La "stabilité (du Sénégal) est désormais compromise, car le peuple n'acceptera jamais cette ultime forfaiture", a affirmé par communiqué le parti de Sonko, en réaction à sa dissolution. Les déclarations publiques de responsables du Pastef se faisaient toujours attendre mardi après-midi. "Si le peuple sénégalais, pour qui je me suis toujours battu, abdique et décide de me laisser entre les mains du régime de Macky Sall, je me soumettrai comme toujours à la volonté divine", a semblé se résigner Ousmane Sonko dans un message sur les réseaux sociaux lundi après-midi.
Macky Sall accusé de monter des affaires judiciaires de toutes pièces
L'opposant avait pourtant martelé ces derniers mois que personne ne pourrait l'empêcher de se présenter à la présidentielle, promettant à défaut d'installer "le chaos" dans le pays. Il a accusé le président Macky Sall de monter des affaires judiciaires de toutes pièces pour l'écarter du scrutin de 2024. Macky Sall, élu en 2012 pour sept ans et réélu en 2019 pour cinq ans, a annoncé le 3 juillet qu'il ne serait pas candidat, après avoir longtemps entretenu le flou.

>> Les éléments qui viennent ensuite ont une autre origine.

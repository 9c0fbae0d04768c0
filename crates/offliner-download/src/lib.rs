//! Download Engine (spec §4.4): produces one on-disk artifact per
//! (Target, Mode, UserConfig) tuple via the external media tool.

mod engine;
mod options;
mod protocol;
mod sanitize;

pub use engine::ExternalToolEngine;
pub use options::{build_args, format_selector, supports_embedded_art};
pub use sanitize::{is_sidecar_of, sanitize_stem, SIDECAR_EXTENSIONS};
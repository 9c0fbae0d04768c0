//! The reason tags a `QuotaTracker` check can return (spec §4.6).

use serde::{Deserialize, Serialize};

/// Which quota check failed, in the order §4.6 evaluates them.
#[derive(Clone, Copy, Debug, PartialEq, Eq, Serialize, Deserialize)]
#[serde(rename_all = "snake_case")]
pub enum QuotaReason {
    ContentDurationExceeded,
    HourlyDownloadsExceeded,
    DailyDownloadsExceeded,
    HourlyDurationExceeded,
    DailyDurationExceeded,
}

impl QuotaReason {
    /// Wire-format tag, e.g. `"hourly_downloads_exceeded"` (spec §6, the
    /// HTTP edge's 429 `reason` field).
    #[must_use]
    pub const fn as_str(self) -> &'static str {
        match self {
            Self::ContentDurationExceeded => "content_duration_exceeded",
            Self::HourlyDownloadsExceeded => "hourly_downloads_exceeded",
            Self::DailyDownloadsExceeded => "daily_downloads_exceeded",
            Self::HourlyDurationExceeded => "hourly_duration_exceeded",
            Self::DailyDurationExceeded => "daily_duration_exceeded",
        }
    }

    #[must_use]
    pub const fn user_message(self) -> &'static str {
        match self {
            Self::ContentDurationExceeded => "This item is longer than the allowed single-item duration.",
            Self::HourlyDownloadsExceeded => "You've reached the hourly download limit.",
            Self::DailyDownloadsExceeded => "You've reached the daily download limit.",
            Self::HourlyDurationExceeded => "You've reached the hourly content duration limit.",
            Self::DailyDurationExceeded => "You've reached the daily content duration limit.",
        }
    }
}
//! Wire shapes for the HTTP edge (spec §6). `POST /download` accepts
//! form-encoded fields, several of which are themselves JSON-encoded
//! strings — matching the source's `request.form.get("user_config")`
//! style rather than a single nested JSON body.

use serde::{Deserialize, Serialize};

use offliner_core::domain::{ItemOverridesMap, RequestId, UserConfig};

/// `POST /download` form fields.
#[derive(Debug, Deserialize)]
pub struct DownloadForm {
    #[serde(rename = "inputURL", default)]
    pub input_url: String,
    #[serde(default)]
    pub is_playlist_mode: bool,
    #[serde(default)]
    pub selected_urls: String,
    #[serde(default = "default_json_object")]
    pub user_config: String,
    #[serde(default = "default_json_object")]
    pub item_configs: String,
}

fn default_json_object() -> String {
    "{}".to_string()
}

#[derive(Debug, Serialize)]
pub struct DownloadAccepted {
    pub request_id: RequestId,
}

/// Parsed, pre-validation view of a `DownloadForm` — just the bits
/// `UserConfig`/`ItemOverridesMap` deserialization can fail on, kept
/// separate from `offliner_core::domain::Request` construction so a
/// malformed sub-field reports `BadRequest` instead of panicking.
pub struct ParsedDownloadForm {
    pub user_config: UserConfig,
    pub selected_urls: Vec<String>,
    pub item_configs: ItemOverridesMap,
}

impl DownloadForm {
    pub fn parse(&self) -> Result<ParsedDownloadForm, String> {
        let user_config: UserConfig =
            serde_json::from_str(&self.user_config).map_err(|e| format!("invalid user_config: {e}"))?;

        let selected_urls: Vec<String> = if self.is_playlist_mode && !self.selected_urls.is_empty() {
            serde_json::from_str(&self.selected_urls).map_err(|e| format!("invalid selected_urls: {e}"))?
        } else {
            Vec::new()
        };

        let item_configs: ItemOverridesMap = serde_json::from_str(&self.item_configs)
            .map_err(|e| format!("invalid item_configs: {e}"))?;

        Ok(ParsedDownloadForm {
            user_config,
            selected_urls,
            item_configs,
        })
    }
}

L'arrestation d'Ousmane Sonko laisse un grand vide dans son parti déjà affaibli ces derniers mois par des centaines d'arrestations dans ses rangs dont de hauts responsables toujours en prison. Des fissures sont également apparues dans sa coalition après les conclusions d'un dialogue politique fin mai, boycotté par le Pastef. "C'est le moment pour ceux qui le soutenaient de se réadapter en choisissant d'autres personnalités pouvant porter ce projet", affirme Thierno Souleymane Diop Niang, chercheur en sciences politiques.